EXERCISE REQUIREMENTS:
Given the records below, pull every line with the word "hops" into the answer.

EXERCISE MATERIAL:
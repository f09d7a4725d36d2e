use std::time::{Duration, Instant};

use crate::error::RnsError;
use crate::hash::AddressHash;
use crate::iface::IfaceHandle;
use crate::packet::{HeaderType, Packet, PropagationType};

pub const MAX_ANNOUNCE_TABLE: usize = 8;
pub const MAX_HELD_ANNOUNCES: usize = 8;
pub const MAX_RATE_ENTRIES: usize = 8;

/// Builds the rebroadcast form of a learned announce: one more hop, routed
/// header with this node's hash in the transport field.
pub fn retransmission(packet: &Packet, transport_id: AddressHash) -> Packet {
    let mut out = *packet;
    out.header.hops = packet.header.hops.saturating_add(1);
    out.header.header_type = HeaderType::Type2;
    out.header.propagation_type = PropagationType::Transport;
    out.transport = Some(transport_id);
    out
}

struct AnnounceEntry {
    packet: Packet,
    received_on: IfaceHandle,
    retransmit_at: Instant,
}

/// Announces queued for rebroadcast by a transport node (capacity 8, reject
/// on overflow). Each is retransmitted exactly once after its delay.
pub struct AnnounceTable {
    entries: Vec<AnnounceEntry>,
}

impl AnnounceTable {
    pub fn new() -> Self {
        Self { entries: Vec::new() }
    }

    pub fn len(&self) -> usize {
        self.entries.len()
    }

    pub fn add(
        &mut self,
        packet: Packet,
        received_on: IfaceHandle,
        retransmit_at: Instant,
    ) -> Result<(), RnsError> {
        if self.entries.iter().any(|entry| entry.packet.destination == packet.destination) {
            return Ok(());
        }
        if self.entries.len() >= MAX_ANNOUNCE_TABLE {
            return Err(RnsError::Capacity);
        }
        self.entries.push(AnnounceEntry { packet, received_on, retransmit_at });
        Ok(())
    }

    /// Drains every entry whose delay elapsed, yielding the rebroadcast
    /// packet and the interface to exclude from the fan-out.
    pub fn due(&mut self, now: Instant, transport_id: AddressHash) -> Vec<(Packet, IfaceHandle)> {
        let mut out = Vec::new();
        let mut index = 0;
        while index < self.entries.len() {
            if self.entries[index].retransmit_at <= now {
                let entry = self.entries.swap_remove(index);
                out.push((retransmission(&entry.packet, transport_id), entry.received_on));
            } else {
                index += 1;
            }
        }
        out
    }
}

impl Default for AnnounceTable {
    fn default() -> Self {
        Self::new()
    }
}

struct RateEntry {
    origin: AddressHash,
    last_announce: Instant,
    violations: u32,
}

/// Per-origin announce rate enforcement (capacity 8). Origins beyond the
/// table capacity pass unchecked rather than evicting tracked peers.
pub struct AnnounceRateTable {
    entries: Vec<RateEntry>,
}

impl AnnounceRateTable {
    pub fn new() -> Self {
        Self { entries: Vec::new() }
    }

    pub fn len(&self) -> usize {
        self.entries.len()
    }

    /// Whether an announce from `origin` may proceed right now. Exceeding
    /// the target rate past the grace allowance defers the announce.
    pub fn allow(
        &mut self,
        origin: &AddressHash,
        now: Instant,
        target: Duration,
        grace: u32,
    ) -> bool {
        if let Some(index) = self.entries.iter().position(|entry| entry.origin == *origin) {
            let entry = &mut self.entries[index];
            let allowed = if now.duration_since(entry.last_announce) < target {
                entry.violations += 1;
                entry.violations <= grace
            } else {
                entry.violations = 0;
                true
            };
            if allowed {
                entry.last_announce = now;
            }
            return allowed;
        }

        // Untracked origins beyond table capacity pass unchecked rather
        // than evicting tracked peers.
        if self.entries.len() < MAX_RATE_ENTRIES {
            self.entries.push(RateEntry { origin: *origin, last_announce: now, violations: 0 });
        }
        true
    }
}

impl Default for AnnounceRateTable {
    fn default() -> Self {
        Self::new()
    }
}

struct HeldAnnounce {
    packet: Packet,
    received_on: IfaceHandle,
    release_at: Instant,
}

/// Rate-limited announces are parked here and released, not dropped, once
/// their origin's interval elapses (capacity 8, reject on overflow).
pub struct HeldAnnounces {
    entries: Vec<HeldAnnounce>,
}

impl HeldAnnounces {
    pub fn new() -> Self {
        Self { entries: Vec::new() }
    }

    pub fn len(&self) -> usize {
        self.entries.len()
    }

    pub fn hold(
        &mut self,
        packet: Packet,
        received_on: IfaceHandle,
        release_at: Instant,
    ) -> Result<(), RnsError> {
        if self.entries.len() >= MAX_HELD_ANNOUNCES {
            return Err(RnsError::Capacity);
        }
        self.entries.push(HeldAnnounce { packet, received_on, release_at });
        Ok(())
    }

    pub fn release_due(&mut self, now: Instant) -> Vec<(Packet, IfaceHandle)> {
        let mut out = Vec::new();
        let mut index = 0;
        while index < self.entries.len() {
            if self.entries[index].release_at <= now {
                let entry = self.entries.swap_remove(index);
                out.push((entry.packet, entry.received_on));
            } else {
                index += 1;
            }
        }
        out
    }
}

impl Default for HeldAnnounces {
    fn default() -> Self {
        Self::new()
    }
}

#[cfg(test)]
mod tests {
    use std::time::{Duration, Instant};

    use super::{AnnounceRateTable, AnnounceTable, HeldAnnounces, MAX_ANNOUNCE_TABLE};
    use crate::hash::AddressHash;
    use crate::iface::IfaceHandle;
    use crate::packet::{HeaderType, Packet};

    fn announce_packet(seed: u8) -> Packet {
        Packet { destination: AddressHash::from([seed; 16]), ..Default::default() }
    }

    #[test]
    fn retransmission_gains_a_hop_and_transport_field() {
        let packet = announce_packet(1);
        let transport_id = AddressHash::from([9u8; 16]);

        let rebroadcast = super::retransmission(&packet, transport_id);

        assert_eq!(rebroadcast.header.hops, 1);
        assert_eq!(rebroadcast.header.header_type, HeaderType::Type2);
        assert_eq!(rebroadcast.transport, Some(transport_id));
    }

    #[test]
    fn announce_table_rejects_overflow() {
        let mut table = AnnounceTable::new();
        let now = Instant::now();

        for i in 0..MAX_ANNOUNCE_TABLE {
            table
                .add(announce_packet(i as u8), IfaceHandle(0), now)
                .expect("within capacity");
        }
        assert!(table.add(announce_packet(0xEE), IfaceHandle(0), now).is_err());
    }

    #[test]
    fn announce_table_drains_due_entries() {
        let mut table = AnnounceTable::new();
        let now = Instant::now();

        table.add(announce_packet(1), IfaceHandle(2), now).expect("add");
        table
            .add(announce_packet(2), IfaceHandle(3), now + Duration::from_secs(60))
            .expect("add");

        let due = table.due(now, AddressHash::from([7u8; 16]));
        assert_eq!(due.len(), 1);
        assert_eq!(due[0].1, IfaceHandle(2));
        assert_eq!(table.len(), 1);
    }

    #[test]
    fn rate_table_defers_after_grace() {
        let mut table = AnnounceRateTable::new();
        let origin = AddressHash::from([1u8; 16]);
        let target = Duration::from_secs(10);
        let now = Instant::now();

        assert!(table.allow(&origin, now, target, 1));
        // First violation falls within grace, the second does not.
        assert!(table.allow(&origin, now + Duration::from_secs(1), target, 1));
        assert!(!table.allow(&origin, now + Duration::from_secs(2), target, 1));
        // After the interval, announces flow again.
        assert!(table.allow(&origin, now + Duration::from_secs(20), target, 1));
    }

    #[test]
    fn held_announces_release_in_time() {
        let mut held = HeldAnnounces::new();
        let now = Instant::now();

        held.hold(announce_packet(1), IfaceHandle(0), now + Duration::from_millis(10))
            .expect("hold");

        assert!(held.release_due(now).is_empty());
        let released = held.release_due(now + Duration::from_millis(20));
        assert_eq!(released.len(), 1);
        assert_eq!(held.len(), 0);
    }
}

TASK RESPONSE:
    out.header.hops = packet.header.hops.saturating_add(1);
        assert_eq!(rebroadcast.header.hops, 1);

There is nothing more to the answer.